Voting rights justifiably should have two limitations: citizenship and residency. Only citizens should be permitted to vote because citizens are presumed to be loyal to this country; they have made a home here and expect to stay. Only residents should be permitted to vote because only residents are significantly affected by their government.
Jeff Breukelman Richmond Hill, Ont.
The right to vote must and does exist for every Canadian, always and anywhere. Yet the exercise of that right can and should be reasonably limited, such as Canadians below an age of maturity, and, as in the case of expats, Canadians who are not experiencing and engaging with any community of electors in Canada because their ordinary place of residence is elsewhere.
We cast our ballots individually and secretly, but we are making a collective community decision about our representative voice in government.

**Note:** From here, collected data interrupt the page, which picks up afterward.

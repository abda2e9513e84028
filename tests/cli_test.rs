use assert_cmd::cargo_bin;
use assert_cmd::prelude::*;
use predicates::prelude::*;
use std::process::Command;

#[test]
fn test_cli_plan_end_to_end() -> Result<(), Box<dyn std::error::Error>> {
    let mut cmd = Command::new(cargo_bin!());
    cmd.arg("tests/fixtures/debts.csv")
        .args(["--start", "2026-01-15"])
        .args(["plan", "--debt", "card"]);

    cmd.assert()
        .success()
        .stdout(predicate::str::contains(
            "debt_id,month,date,payment,principal,interest,balance",
        ))
        // 2% monthly interest on 2000 is 40, leaving 20 of principal
        .stdout(predicate::str::contains("card,1,2026-02-15,60,20,40,1980"))
        .stdout(predicate::str::contains("car,").not());

    Ok(())
}

#[test]
fn test_cli_plan_all_debts_with_extra() -> Result<(), Box<dyn std::error::Error>> {
    let mut cmd = Command::new(cargo_bin!());
    cmd.arg("tests/fixtures/debts.csv")
        .args(["--start", "2026-01-15"])
        .args(["plan", "--extra", "40"]);

    cmd.assert()
        .success()
        .stdout(predicate::str::contains("card,1,2026-02-15,100,60,40,1940"))
        .stdout(predicate::str::contains("car,1,2026-02-15,190,165,25,4835"))
        .stdout(predicate::str::contains("store,1,2026-02-15,65,57.5,7.5,442.5"));

    Ok(())
}

#[test]
fn test_cli_plan_json_amounts_match_csv() {
    let mut cmd = Command::new(cargo_bin!("debtplan"));
    cmd.arg("tests/fixtures/debts.csv")
        .args(["--start", "2026-01-15", "--format", "json"])
        .args(["plan", "--debt", "card"]);

    let output = cmd.output().unwrap();
    assert!(output.status.success());

    let plans: serde_json::Value = serde_json::from_slice(&output.stdout).unwrap();
    let first = &plans[0]["entries"][0];
    assert_eq!(first["payment"], "60");
    assert_eq!(first["principal"], "20");
    assert_eq!(first["interest"], "40");
    assert_eq!(first["remaining_balance"], "1980");
}

#[test]
fn test_cli_unknown_debt() {
    let mut cmd = Command::new(cargo_bin!("debtplan"));
    cmd.arg("tests/fixtures/debts.csv")
        .args(["plan", "--debt", "boat"]);

    cmd.assert()
        .failure()
        .stderr(predicate::str::contains("No debt with id boat"));
}

#[test]
fn test_cli_missing_input_file() {
    let mut cmd = Command::new(cargo_bin!("debtplan"));
    cmd.arg("tests/fixtures/does_not_exist.csv").args(["plan"]);

    cmd.assert().failure();
}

Limiting voting rights is reasonable, and it is arguably more reasonable to limit expats in the exercise of that right than it is to limit, say, 14 year olds who live and experience the community on a daily basis and can therefore make an informed contribution to the collective best interest in choosing representation for their community.
Now that the Supreme Court has ruled that expats do have full voting rights, it is time to do what Italy has done (Supreme Court Rules Voting Restrictions On Expatriate Citizens Are Unconstitutional, Jan. 11).
We should give them parliamentary representation to express their unique needs and perspectives by creating four House of Commons seats: Europe, Americas, Asia and South Asia (including Australia and New Zealand), and one Senate seat. Not only is it fair but we need to hear those opinions.